Damanaki: Make CFP reform ‘top priority’

Speaking to the European Parliament’s fisheries committee in Strasbourg, France, late last week, European Fisheries Commissioner Maria Damanaki appealed to parliamentarians to make reform of the EU’s Common Fisheries Policy (CFP) a “top priority” over the next two years.

“We are facing very serious time constraints,” warned Damanaki.

Reform to the much-criticized CFP kicked off two years ago when the executive body of Europe, the European Commission, published a green paper that laid out the policy’s shortcomings.

The CFP rubber stamps quotas, subsidies and, arguably, the distribution of a certain legislative and monetary power across the EU, so reform to this politically charged policy involves thousands of voices and stakeholders.

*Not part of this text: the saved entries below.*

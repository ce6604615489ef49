//! Username + password sign-in page.

#[cfg(test)]
#[path = "login_test.rs"]
mod login_test;

use leptos::prelude::*;

use crate::state::session::AppSession;

/// Require both fields to be non-blank. The username is trimmed; the
/// password is passed through as typed.
///
/// # Errors
///
/// Returns the form hint for the first missing field.
pub fn validate_login_input(username: &str, password: &str) -> Result<(String, String), &'static str> {
    let username = username.trim();
    if username.is_empty() {
        return Err("Please input your username!");
    }
    if password.trim().is_empty() {
        return Err("Please input your password!");
    }
    Ok((username.to_owned(), password.to_owned()))
}

/// Sign-in form. Redirection after a successful sign-in is left to the
/// `GuestOnly` wrapper around this page.
#[component]
pub fn LoginPage() -> impl IntoView {
    let session = expect_context::<AppSession>();
    let state = session.state();
    let username = RwSignal::new(String::new());
    let password = RwSignal::new(String::new());
    let hint = RwSignal::new(None::<&'static str>);

    let pending = Memo::new({
        let state = state.clone();
        move |_| state.with(|s| s.pending)
    });
    let last_error = Memo::new(move |_| state.with(|s| s.last_error.clone()));

    let on_submit = move |ev: leptos::ev::SubmitEvent| {
        ev.prevent_default();
        if pending.get_untracked() {
            return;
        }
        match validate_login_input(&username.get_untracked(), &password.get_untracked()) {
            Ok((user, pass)) => {
                hint.set(None);
                let session = session.clone();
                leptos::task::spawn_local(async move {
                    session.login(&user, &pass).await;
                });
            }
            Err(message) => hint.set(Some(message)),
        }
    };

    view! {
        <div class="login-page">
            <div class="login-card">
                <h1>"Welcome Back"</h1>
                <p class="login-card__subtitle">"Sign in to your account"</p>
                <Show when=move || last_error.get().is_some()>
                    <p class="login-message login-message--error" role="alert">
                        {move || last_error.get().unwrap_or_default()}
                    </p>
                </Show>
                <form class="login-form" on:submit=on_submit>
                    <input
                        class="login-input"
                        type="text"
                        autocomplete="username"
                        placeholder="Username"
                        prop:value=move || username.get()
                        on:input=move |ev| username.set(event_target_value(&ev))
                    />
                    <input
                        class="login-input"
                        type="password"
                        autocomplete="current-password"
                        placeholder="Password"
                        prop:value=move || password.get()
                        on:input=move |ev| password.set(event_target_value(&ev))
                    />
                    <Show when=move || hint.get().is_some()>
                        <p class="login-message">{move || hint.get().unwrap_or_default()}</p>
                    </Show>
                    <button class="login-button" type="submit" disabled=move || pending.get()>
                        {move || if pending.get() { "Signing in..." } else { "Sign In" }}
                    </button>
                </form>
            </div>
        </div>
    }
}
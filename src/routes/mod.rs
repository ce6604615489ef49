//! Router assembly.
//!
//! SYSTEM CONTEXT
//! ==============
//! This module binds the API proxy and health check and stitches them with
//! Leptos SSR rendering under a single Axum router. The hydrate bundle is
//! served from `/pkg`.

pub mod proxy;

use std::path::PathBuf;

use axum::Router;
use axum::http::StatusCode;
use axum::extract::DefaultBodyLimit;
use axum::routing::{any, get};
use leptos::prelude::*;
use leptos_axum::{LeptosRoutes, generate_route_list};
use tower_http::compression::CompressionLayer;
use tower_http::services::ServeDir;
use tower_http::trace::TraceLayer;

use crate::state::HostState;

/// Proxy and health routes, without the SSR app.
pub fn api_routes(state: HostState) -> Router {
    let body_limit = state.max_body_bytes;
    Router::new()
        .route("/api/{*path}", any(proxy::forward))
        .route("/healthz", get(healthz))
        .layer(DefaultBodyLimit::max(body_limit))
        .with_state(state)
}

/// Full host router: API proxy + Leptos SSR + static bundle.
///
/// # Errors
///
/// Returns an error if the Leptos configuration cannot be loaded (missing or
/// malformed `Cargo.toml` `[package.metadata.leptos]` section).
pub fn app(state: HostState) -> Result<Router, String> {
    let conf = get_configuration(None).map_err(|e| format!("leptos configuration: {e}"))?;
    let leptos_options = conf.leptos_options;
    let routes = generate_route_list(storefront_client::app::App);

    let leptos_router = Router::new()
        .leptos_routes(&leptos_options, routes, {
            let opts = leptos_options.clone();
            move || storefront_client::app::shell(opts.clone())
        })
        .with_state(leptos_options.clone());

    let site_root_path = PathBuf::from(leptos_options.site_root.as_ref());

    Ok(api_routes(state)
        .merge(leptos_router)
        .nest_service("/pkg", ServeDir::new(site_root_path.join("pkg")))
        .layer(CompressionLayer::new())
        .layer(TraceLayer::new_for_http()))
}

async fn healthz() -> StatusCode {
    StatusCode::OK
}
//! Pure helpers shared by pages and components.

pub mod format;
pub mod guard;
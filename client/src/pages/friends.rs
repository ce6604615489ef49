//! Friends list with incoming/outgoing requests.

#[cfg(test)]
#[path = "friends_test.rs"]
mod friends_test;

use leptos::prelude::*;

use crate::components::notice::{Notice, NoticeBanner};
use crate::net::api::{ApiError, FriendsOverview};
use crate::net::types::FriendRequest;
use crate::util::format::short_date;

pub const LOAD_FAILED: &str = "Failed to load friends list";

/// Trim the add-friend input.
///
/// # Errors
///
/// Returns a warning when nothing but whitespace was entered.
pub fn validate_username(raw: &str) -> Result<String, &'static str> {
    let username = raw.trim();
    if username.is_empty() { Err("Enter a username") } else { Ok(username.to_owned()) }
}

#[must_use]
pub fn send_notice(username: &str, result: &Result<(), ApiError>) -> Notice {
    match result {
        Ok(()) => Notice::success(format!("Friend request sent to {username}!")),
        Err(err) => Notice::error(err.user_message("Failed to send request.")),
    }
}

#[must_use]
pub fn accept_notice(result: &Result<(), ApiError>) -> Notice {
    match result {
        Ok(()) => Notice::success("Friend request accepted!"),
        Err(_) => Notice::error("Failed to accept request"),
    }
}

/// Declining and cancelling share an endpoint; the backend says which
/// happened.
#[must_use]
pub fn reject_notice(result: &Result<Option<String>, ApiError>) -> Notice {
    match result {
        Ok(Some(message)) if !message.trim().is_empty() => Notice::success(message.clone()),
        Ok(_) => Notice::success("Request handled successfully!"),
        Err(_) => Notice::error("Failed to decline or cancel request"),
    }
}

#[must_use]
pub fn remove_notice(username: &str, result: &Result<(), ApiError>) -> Notice {
    match result {
        Ok(()) => Notice::success(format!("Removed {username} from your friends list.")),
        Err(err) => Notice::error(err.user_message("Failed to remove friend.")),
    }
}

#[component]
pub fn FriendsPage() -> impl IntoView {
    let overview = RwSignal::new(FriendsOverview::default());
    let loading = RwSignal::new(true);
    let notice = RwSignal::new(None::<Notice>);
    let new_friend = RwSignal::new(String::new());

    let reload = move || {
        leptos::task::spawn_local(async move {
            match crate::net::api::fetch_friends_overview().await {
                Ok(latest) => overview.set(latest),
                Err(e) => {
                    log::warn!("friends load failed: {e}");
                    notice.set(Some(Notice::error(LOAD_FAILED)));
                }
            }
            loading.set(false);
        });
    };

    #[cfg(feature = "hydrate")]
    reload();

    let on_send = move |ev: leptos::ev::SubmitEvent| {
        ev.prevent_default();
        let username = match validate_username(&new_friend.get_untracked()) {
            Ok(username) => username,
            Err(message) => {
                notice.set(Some(Notice::warning(message)));
                return;
            }
        };
        leptos::task::spawn_local(async move {
            let result = crate::net::api::send_friend_request(&username).await;
            if result.is_ok() {
                new_friend.set(String::new());
                reload();
            }
            notice.set(Some(send_notice(&username, &result)));
        });
    };

    let on_accept = Callback::new(move |id: i64| {
        leptos::task::spawn_local(async move {
            let result = crate::net::api::accept_friend_request(id).await;
            if result.is_ok() {
                reload();
            }
            notice.set(Some(accept_notice(&result)));
        });
    });

    let on_reject = Callback::new(move |id: i64| {
        leptos::task::spawn_local(async move {
            let result = crate::net::api::reject_friend_request(id).await;
            if result.is_ok() {
                reload();
            }
            notice.set(Some(reject_notice(&result)));
        });
    });

    let on_remove = Callback::new(move |username: String| {
        leptos::task::spawn_local(async move {
            let result = crate::net::api::remove_friend(&username).await;
            if result.is_ok() {
                reload();
            }
            notice.set(Some(remove_notice(&username, &result)));
        });
    });

    view! {
        <div class="friends-page">
            <h2>"Friends"</h2>
            <NoticeBanner notice=notice />
            <form class="friends-page__add" on:submit=on_send>
                <input
                    class="friends-page__input"
                    type="text"
                    placeholder="Enter username"
                    prop:value=move || new_friend.get()
                    on:input=move |ev| new_friend.set(event_target_value(&ev))
                />
                <button class="btn btn--primary" type="submit">
                    "Send Request"
                </button>
            </form>
            <Show when=move || !loading.get() fallback=|| view! { <p class="page-loading">"Loading friends..."</p> }>
                <section class="friends-page__section">
                    <h3>"Your Friends"</h3>
                    <ul class="friends-page__list">
                        {move || {
                            overview
                                .with(|o| o.friends.clone())
                                .into_iter()
                                .map(|friend| {
                                    let target = friend.username.clone();
                                    view! {
                                        <li class="friends-page__item">
                                            <strong>{friend.username}</strong>
                                            <span class="friends-page__meta">
                                                "Since " {short_date(friend.since.as_deref())}
                                            </span>
                                            <button
                                                class="btn btn--danger"
                                                on:click=move |_| on_remove.run(target.clone())
                                            >
                                                "Remove"
                                            </button>
                                        </li>
                                    }
                                })
                                .collect_view()
                        }}
                    </ul>
                </section>
                <section class="friends-page__section">
                    <h3>"Incoming Requests"</h3>
                    <RequestList
                        requests=Signal::derive(move || overview.with(|o| o.incoming.clone()))
                        primary=Some(("Accept", on_accept))
                        secondary=("Decline", on_reject)
                    />
                </section>
                <section class="friends-page__section">
                    <h3>"Sent Requests"</h3>
                    <RequestList
                        requests=Signal::derive(move || overview.with(|o| o.outgoing.clone()))
                        primary=None
                        secondary=("Cancel", on_reject)
                    />
                </section>
            </Show>
        </div>
    }
}

#[component]
fn RequestList(
    requests: Signal<Vec<FriendRequest>>,
    primary: Option<(&'static str, Callback<i64>)>,
    secondary: (&'static str, Callback<i64>),
) -> impl IntoView {
    view! {
        <ul class="friends-page__list">
            {move || {
                requests
                    .get()
                    .into_iter()
                    .map(|request| {
                        let id = request.id;
                        view! {
                            <li class="friends-page__item">
                                <strong>{request.username}</strong>
                                <span class="friends-page__meta">"Sent " {short_date(request.sent_at.as_deref())}</span>
                                {primary
                                    .map(|(label, action)| {
                                        view! {
                                            <button class="btn btn--primary" on:click=move |_| action.run(id)>
                                                {label}
                                            </button>
                                        }
                                    })}
                                <button class="btn" on:click=move |_| secondary.1.run(id)>
                                    {secondary.0}
                                </button>
                            </li>
                        }
                    })
                    .collect_view()
            }}
        </ul>
    }
}
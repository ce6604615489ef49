//! Catalog card linking to a game's detail page.

use leptos::prelude::*;
use leptos_router::components::A;

use crate::net::api::asset_url;
use crate::net::types::Game;
use crate::util::format::card_price_label;

/// Shown when a listing has no header image.
pub const PLACEHOLDER_IMAGE: &str = "https://via.placeholder.com/400x200";

#[component]
pub fn GameCard(game: Game) -> impl IntoView {
    let href = format!("/game/{}", game.game_id);
    let image = game.header_image_url.as_deref().map_or_else(|| PLACEHOLDER_IMAGE.to_owned(), asset_url);
    let description = game
        .short_description
        .filter(|text| !text.trim().is_empty())
        .unwrap_or_else(|| "No description".to_owned());
    let price = card_price_label(game.price);

    view! {
        <div class="game-card">
            <A href=href>
                <img class="game-card__cover" src=image alt=game.name.clone() />
                <div class="game-card__body">
                    <h3 class="game-card__name">{game.name}</h3>
                    <p class="game-card__description">{description}</p>
                    <strong class="game-card__price">{price}</strong>
                </div>
            </A>
        </div>
    }
}
// =============================================================================
// AUTH
// =============================================================================

/// Backend operations the session store depends on.
///
/// [`HttpApi`] is the browser implementation; tests substitute scripted
/// in-memory implementations.
#[allow(async_fn_in_trait)]
pub trait AuthApi {
    /// `POST /api/auth/login`. `Ok` means the backend accepted the credentials
    /// and set its session cookie; the response body is not inspected.
    ///
    /// # Errors
    ///
    /// [`ApiError::Status`] when the credentials are rejected, other variants
    /// on transport failure.
    async fn login(&self, request: &LoginRequest) -> Result<(), ApiError>;

    /// `POST /api/auth/logout`.
    ///
    /// # Errors
    ///
    /// Any transport or status failure; callers treat it as best effort.
    async fn logout(&self) -> Result<(), ApiError>;

    /// `GET /api/auth/me` using the ambient session cookie.
    ///
    /// # Errors
    ///
    /// [`ApiError::Status`] (typically 401) when no valid session exists.
    async fn me(&self) -> Result<MeResponse, ApiError>;
}

/// Cookie-credentialed HTTP transport backed by `gloo-net`.
#[derive(Clone, Copy, Debug, Default)]
pub struct HttpApi;

impl AuthApi for HttpApi {
    async fn login(&self, request: &LoginRequest) -> Result<(), ApiError> {
        #[cfg(feature = "hydrate")]
        {
            let resp = http::send(http::post("/api/auth/login").json(request).map_err(http::network)?).await?;
            http::ensure_ok(resp).await.map(|_| ())
        }
        #[cfg(not(feature = "hydrate"))]
        {
            let _ = request;
            Err(ApiError::Unavailable)
        }
    }

    async fn logout(&self) -> Result<(), ApiError> {
        #[cfg(feature = "hydrate")]
        {
            let resp = http::send(http::post("/api/auth/logout").build().map_err(http::network)?).await?;
            http::ensure_ok(resp).await.map(|_| ())
        }
        #[cfg(not(feature = "hydrate"))]
        {
            Err(ApiError::Unavailable)
        }
    }

    async fn me(&self) -> Result<MeResponse, ApiError> {
        #[cfg(feature = "hydrate")]
        {
            http::get_json("/api/auth/me").await
        }
        #[cfg(not(feature = "hydrate"))]
        {
            Err(ApiError::Unavailable)
        }
    }
}

// =============================================================================
// CATALOG
// =============================================================================

/// Fetch every listing from `GET /api/games`.
///
/// # Errors
///
/// Returns an [`ApiError`] on transport, status or decode failure.
pub async fn fetch_games() -> Result<Vec<Game>, ApiError> {
    #[cfg(feature = "hydrate")]
    {
        http::get_json("/api/games").await
    }
    #[cfg(not(feature = "hydrate"))]
    {
        Err(ApiError::Unavailable)
    }
}

/// Fetch one listing from `GET /api/games/{id}`.
///
/// # Errors
///
/// Returns [`ApiError::Status`] with 404 for unknown ids.
pub async fn fetch_game(game_id: i64) -> Result<Game, ApiError> {
    #[cfg(feature = "hydrate")]
    {
        http::get_json(&game_endpoint(game_id)).await
    }
    #[cfg(not(feature = "hydrate"))]
    {
        let _ = game_id;
        Err(ApiError::Unavailable)
    }
}

/// Multipart part name for the header image.
pub const HEADER_IMAGE_PART: &str = "headerImage";
/// Multipart part name for the page background image.
pub const BACKGROUND_IMAGE_PART: &str = "backgroundImage";
/// Multipart part name for carousel screenshots; repeated once per file.
pub const GAME_IMAGES_PART: &str = "gameImages";

/// Image files picked in the listing form, tagged with their part names.
#[derive(Clone, Debug, Default)]
pub struct ImageUploads {
    #[cfg(feature = "hydrate")]
    files: Vec<(&'static str, web_sys::File)>,
}

impl ImageUploads {
    /// True when no file was picked; the listing then goes out as JSON.
    #[must_use]
    pub fn is_empty(&self) -> bool {
        #[cfg(feature = "hydrate")]
        {
            self.files.is_empty()
        }
        #[cfg(not(feature = "hydrate"))]
        {
            true
        }
    }

    #[cfg(feature = "hydrate")]
    pub fn push(&mut self, part: &'static str, file: web_sys::File) {
        self.files.push((part, file));
    }
}
//! Route gating decisions shared by every protected region.
//!
//! SYSTEM CONTEXT
//! ==============
//! `components::protected` renders these decisions; the decision itself is a
//! pure function of the current session snapshot so it can run on every
//! render without side effects.

#[cfg(test)]
#[path = "guard_test.rs"]
mod guard_test;

use crate::state::session::{Capability, SessionState};

/// Sign-in entry point.
pub const LOGIN_ROUTE: &str = "/login";
/// Default landing route, also the target for insufficient capability.
pub const HOME_ROUTE: &str = "/home";

/// What a guarded region should do for the current session.
#[derive(Clone, Copy, Debug, PartialEq, Eq)]
pub enum GuardDecision {
    /// The startup probe has not settled; render nothing and stay put.
    Suspend,
    /// Nobody is signed in.
    RedirectLogin,
    /// Signed in, but without the required capability.
    RedirectHome,
    Render,
}

impl GuardDecision {
    #[must_use]
    pub fn redirect_target(self) -> Option<&'static str> {
        match self {
            Self::RedirectLogin => Some(LOGIN_ROUTE),
            Self::RedirectHome => Some(HOME_ROUTE),
            Self::Suspend | Self::Render => None,
        }
    }
}

/// Decide whether a region requiring `required` (or just a signed-in user,
/// when `None`) may render.
#[must_use]
pub fn evaluate(state: &SessionState, required: Option<Capability>) -> GuardDecision {
    if !state.initialized {
        return GuardDecision::Suspend;
    }
    let Some(capability) = state.capability() else {
        return GuardDecision::RedirectLogin;
    };
    match required {
        Some(required) if !capability.satisfies(required) => GuardDecision::RedirectHome,
        _ => GuardDecision::Render,
    }
}

/// Inverse gate for the sign-in page: signed-in visitors are sent home.
#[must_use]
pub fn evaluate_login_route(state: &SessionState) -> GuardDecision {
    if !state.initialized {
        GuardDecision::Suspend
    } else if state.is_authenticated() {
        GuardDecision::RedirectHome
    } else {
        GuardDecision::Render
    }
}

Damanaki has set out to develop a reform package, not a “hotchpotch of random pieces of legislation,” effective on 1 January 2013. To achieve this, the commissioner has targeted the end of June 2011 as the deadline for completing the varying elements in the package.

The package is composed of five elements, Damanaki told the MEPs. Firstly, an overarching EC communication will lay out the proposals and highlight areas that are not a part of the proposed legal instruments.

“I am thinking here, for example, about issues such as what we intend to do to improve the quality of scientific advice,” said Damanaki.

The second element will be a document on the “reformed international dimension” of the CFP, covering international organizations such as Regional Fisheries Management Organizations and Fisheries Partnership Agreements.

The third element will be a framework for the functioning of the CFP to “introduce the radical reform we have already discussed,” said Damanaki.

And of key interest to the seafood supply chain, reform to the market policy marks the fourth element. According to Damanaki, this will address the organization of the industry and the role of producer organizations, management of fisheries and aquaculture activities, and seafood marketing. She added that the EC will also “revisit instruments to support stability of the market and information to consumers through a labeling system.”

The fifth and final element will be a fund to support the new CFP, Integrated Maritime Policy and aquaculture, a fund that will “help deliver the policy we want,” said Damanaki.